The imperceptible creaking of bones, the mute stretching of rib cartilage
restlessness dances through your cylindrical ear plug, ripping through the quietude in the form of coughs and wheezes and cat hair in the corners of our eyes, the 7 tender holes in my own auricles that for years haven’t had anything in them (you gave me that blue plug but each time an opportunity comes along we forget it’s in my purse—last time i took it out we decided it wasn’t a good time, let’s do it later, and later turned into later later forever), play stop pause record, burn one on top of the other, set this tower on fire, something stabbed me in the kidney, can you hear it, the orchestration of the world’s demise? i am standing everywhere and nowhere dreaming of such and such and the dog snuffles at my leg, my back, then climbs up onto the bed, her backside is heavy and i wake when she rests her weight against me. how could she have known? so sensitive of her, in fact you told me this several times, like that time and that time and that time, and—i can never tell the time in the dark of this room, warm and cool are one and the same, the blue watch ticks loudly, each passing second comparatively longer than its predecessor, this nasty breakout peeling, cut to my fingers on the keys white black white black white white white white where and how does that end, what was i doing again? i am afraid of closed doors, of hands, mine and yours both. the sounds they play, the mistakes they make, the clenching of fists, the fragility in the way these flimsy things hold on is pathetic, almost amusing, and yet i can’t help but— there was this railing and the ring on my finger made this tinny noise against it, and.. so, the sounds are almost musty, the voices in the background crackling, minorsemihopefulmajorminorminor i don’t even know then a sudden aural vertigo—how easy it is to find solace for some when halves are halved quartered slivered diced minced, when and why did i stop being that way, is it because once and for all i want to be one but one but one and—one, one minute the sun is in your mouth another and the moon is on the bed, the mattress sinking, the wood splintering under its weight, clouds float through the mirror one flayed naked mouth to the other, the feeling of being stabbed in the kidney is gone, if i stand here and stare interminably my eyes stop being my eyes, was i looking in the mirror or at you all this time?

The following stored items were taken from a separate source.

//! Configuration Loader Tests

use serde_json::json;
use std::path::PathBuf;
use tempfile::TempDir;
use wirekit_domain::error::Error;
use wirekit_infrastructure::config::{
    ConfigLocator, KernelSettings, ModuleKind, SettingsLoader, read_json_document,
};

use crate::test_utils::write_config;

#[test]
fn test_settings_file_overrides_defaults() {
    let dir = TempDir::new().unwrap();
    std::fs::write(
        dir.path().join("wirekit.toml"),
        r#"
environment = "staging"
eager_singletons = true
modules = ["app"]

[logging]
level = "debug"
"#,
    )
    .unwrap();

    let settings = SettingsLoader::new()
        .with_project_dir(dir.path())
        .with_env_prefix("WIREKIT_TEST_UNUSED")
        .load()
        .unwrap();

    assert_eq!(settings.environment, "staging");
    assert!(settings.eager_singletons);
    assert_eq!(settings.modules, vec![ModuleKind::App]);
    assert_eq!(settings.logging.level, "debug");
    assert_eq!(settings.project_dir.as_deref(), Some(dir.path()));
    assert_eq!(settings.config_dir(), dir.path().join("config"));
}

#[test]
fn test_settings_default_without_file() {
    let dir = TempDir::new().unwrap();
    let settings = SettingsLoader::new()
        .with_project_dir(dir.path())
        .with_env_prefix("WIREKIT_TEST_UNUSED")
        .load()
        .unwrap();

    assert_eq!(
        settings,
        KernelSettings {
            project_dir: Some(dir.path().to_path_buf()),
            ..KernelSettings::default()
        }
    );
}

#[test]
fn test_unknown_module_is_rejected() {
    let dir = TempDir::new().unwrap();
    std::fs::write(dir.path().join("wirekit.toml"), "modules = [\"billing\"]\n").unwrap();

    let result = SettingsLoader::new()
        .with_project_dir(dir.path())
        .with_env_prefix("WIREKIT_TEST_UNUSED")
        .load();
    assert!(matches!(result, Err(Error::Configuration { .. })));
}

#[test]
fn test_root_dir_defaults_to_project_dir() {
    let settings = KernelSettings::for_project("/srv/app");
    assert_eq!(settings.root_dir(), PathBuf::from("/srv/app"));
    assert_eq!(settings.config_dir(), PathBuf::from("/srv/app/config"));
}

#[test]
fn test_missing_document_reads_as_none() {
    let dir = TempDir::new().unwrap();
    assert!(
        read_json_document(&dir.path().join("config/services.json"))
            .unwrap()
            .is_none()
    );
}

#[test]
fn test_document_keeps_declaration_order() {
    let dir = TempDir::new().unwrap();
    let config_dir = dir.path().join("config");
    std::fs::create_dir_all(&config_dir).unwrap();
    std::fs::write(config_dir.join("config.json"), r#"{"zeta": 1, "alpha": 2, "mid": 3}"#).unwrap();

    let document = read_json_document(&config_dir.join("config.json"))
        .unwrap()
        .unwrap();
    let keys: Vec<&String> = document.as_object().unwrap().keys().collect();
    assert_eq!(keys, vec!["zeta", "alpha", "mid"]);
}

#[test]
fn test_malformed_document_is_configuration_error() {
    let dir = TempDir::new().unwrap();
    write_config(dir.path(), "config.json", &json!({}));
    let path = dir.path().join("config/config.json");
    std::fs::write(&path, "{ broken").unwrap();

    match read_json_document(&path) {
        Err(Error::Configuration { message, .. }) => assert!(message.contains("config.json")),
        other => panic!("Expected Configuration error, got {other:?}"),
    }
}

#[test]
fn test_locator_without_environment_has_base_only() {
    let locator = ConfigLocator::new("/p/config", "");
    assert_eq!(
        locator.config_tree_files(),
        vec![PathBuf::from("/p/config/config.json")]
    );
}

i guess what i am trying to say is, hello, is it me you’re looking for? (this one is a lame attempt to throw you off of your own scent, the smell of the sea always all ways, they say a person can smell any scent properly except for their own—so until that time months ago when you told me i smelled like laundry drying in the sun and old books and the sea too all these years i never knew)
or maybe it’s something else but conveying it simply was never an option, a touch would not be enough and silence can be misleading. i would play it if only i could remember which feeling to start with and besides i suck, well hello there sobriety.